**Data to examine:**
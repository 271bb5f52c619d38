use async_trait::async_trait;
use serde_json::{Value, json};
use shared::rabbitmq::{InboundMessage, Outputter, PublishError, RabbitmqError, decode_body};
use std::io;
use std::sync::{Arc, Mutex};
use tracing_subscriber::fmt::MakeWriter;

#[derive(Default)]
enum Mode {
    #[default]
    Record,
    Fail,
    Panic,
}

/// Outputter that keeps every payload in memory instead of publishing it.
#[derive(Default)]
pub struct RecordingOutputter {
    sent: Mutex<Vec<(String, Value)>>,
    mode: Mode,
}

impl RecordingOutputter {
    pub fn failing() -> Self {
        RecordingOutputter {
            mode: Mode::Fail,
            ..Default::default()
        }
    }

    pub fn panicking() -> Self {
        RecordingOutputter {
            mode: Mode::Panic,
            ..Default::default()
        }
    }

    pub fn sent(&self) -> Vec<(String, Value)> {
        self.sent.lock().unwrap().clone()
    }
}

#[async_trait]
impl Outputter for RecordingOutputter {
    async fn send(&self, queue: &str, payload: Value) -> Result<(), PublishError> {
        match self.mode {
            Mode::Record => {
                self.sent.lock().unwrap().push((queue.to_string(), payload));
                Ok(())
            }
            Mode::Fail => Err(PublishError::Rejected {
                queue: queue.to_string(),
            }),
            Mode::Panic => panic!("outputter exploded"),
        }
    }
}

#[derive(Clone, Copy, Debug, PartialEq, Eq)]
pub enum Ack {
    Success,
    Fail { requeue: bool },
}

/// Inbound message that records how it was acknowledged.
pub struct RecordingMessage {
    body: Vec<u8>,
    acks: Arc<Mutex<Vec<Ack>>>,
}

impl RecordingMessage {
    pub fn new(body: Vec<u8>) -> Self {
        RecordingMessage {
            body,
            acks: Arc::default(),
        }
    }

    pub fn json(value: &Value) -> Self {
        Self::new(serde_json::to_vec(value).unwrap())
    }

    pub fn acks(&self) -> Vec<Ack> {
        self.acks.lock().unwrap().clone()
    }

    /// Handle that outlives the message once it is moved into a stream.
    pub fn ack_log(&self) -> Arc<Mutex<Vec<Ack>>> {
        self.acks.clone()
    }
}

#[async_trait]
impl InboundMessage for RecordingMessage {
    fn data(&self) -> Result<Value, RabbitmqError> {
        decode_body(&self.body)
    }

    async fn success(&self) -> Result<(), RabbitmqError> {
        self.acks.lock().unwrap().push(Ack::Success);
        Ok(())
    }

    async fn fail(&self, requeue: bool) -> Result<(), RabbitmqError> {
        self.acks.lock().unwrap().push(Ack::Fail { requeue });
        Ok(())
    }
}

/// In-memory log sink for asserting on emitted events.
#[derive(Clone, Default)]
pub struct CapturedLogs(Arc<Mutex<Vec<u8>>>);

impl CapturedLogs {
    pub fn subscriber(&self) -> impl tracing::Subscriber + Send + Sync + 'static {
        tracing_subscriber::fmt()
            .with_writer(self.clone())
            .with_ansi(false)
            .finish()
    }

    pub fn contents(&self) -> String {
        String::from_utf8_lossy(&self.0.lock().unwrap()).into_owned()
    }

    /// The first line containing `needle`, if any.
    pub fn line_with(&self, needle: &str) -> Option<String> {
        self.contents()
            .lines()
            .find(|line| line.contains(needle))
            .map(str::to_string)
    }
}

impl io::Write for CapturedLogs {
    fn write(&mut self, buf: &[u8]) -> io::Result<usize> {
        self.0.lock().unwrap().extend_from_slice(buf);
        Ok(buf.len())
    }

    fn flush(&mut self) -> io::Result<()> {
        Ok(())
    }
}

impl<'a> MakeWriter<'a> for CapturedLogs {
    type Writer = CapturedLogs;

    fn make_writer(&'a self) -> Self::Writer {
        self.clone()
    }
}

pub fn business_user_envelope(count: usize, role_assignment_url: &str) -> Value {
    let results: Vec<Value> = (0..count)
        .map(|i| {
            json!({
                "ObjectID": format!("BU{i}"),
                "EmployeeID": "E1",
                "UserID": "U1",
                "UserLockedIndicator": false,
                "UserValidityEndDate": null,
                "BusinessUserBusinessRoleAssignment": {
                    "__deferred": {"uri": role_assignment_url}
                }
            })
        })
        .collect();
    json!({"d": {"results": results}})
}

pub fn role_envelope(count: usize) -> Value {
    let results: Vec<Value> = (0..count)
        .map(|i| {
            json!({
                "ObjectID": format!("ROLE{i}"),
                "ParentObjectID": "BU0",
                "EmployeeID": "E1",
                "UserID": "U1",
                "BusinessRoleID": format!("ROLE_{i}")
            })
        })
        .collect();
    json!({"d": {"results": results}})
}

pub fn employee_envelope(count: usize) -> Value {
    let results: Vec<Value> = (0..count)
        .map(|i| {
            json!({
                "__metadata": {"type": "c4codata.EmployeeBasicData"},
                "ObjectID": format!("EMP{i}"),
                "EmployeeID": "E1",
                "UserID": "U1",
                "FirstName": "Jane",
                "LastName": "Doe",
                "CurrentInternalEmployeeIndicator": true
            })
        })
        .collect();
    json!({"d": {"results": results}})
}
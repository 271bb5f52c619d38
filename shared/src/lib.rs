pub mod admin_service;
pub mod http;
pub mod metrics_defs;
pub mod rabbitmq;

**Work required:** Report each line above that includes the string "shared".

**Your solution:**
use shared::rabbitmq::{InboundMessage, Outputter, PublishError, RabbitmqError, decode_body};
filename shared/src/lib.rs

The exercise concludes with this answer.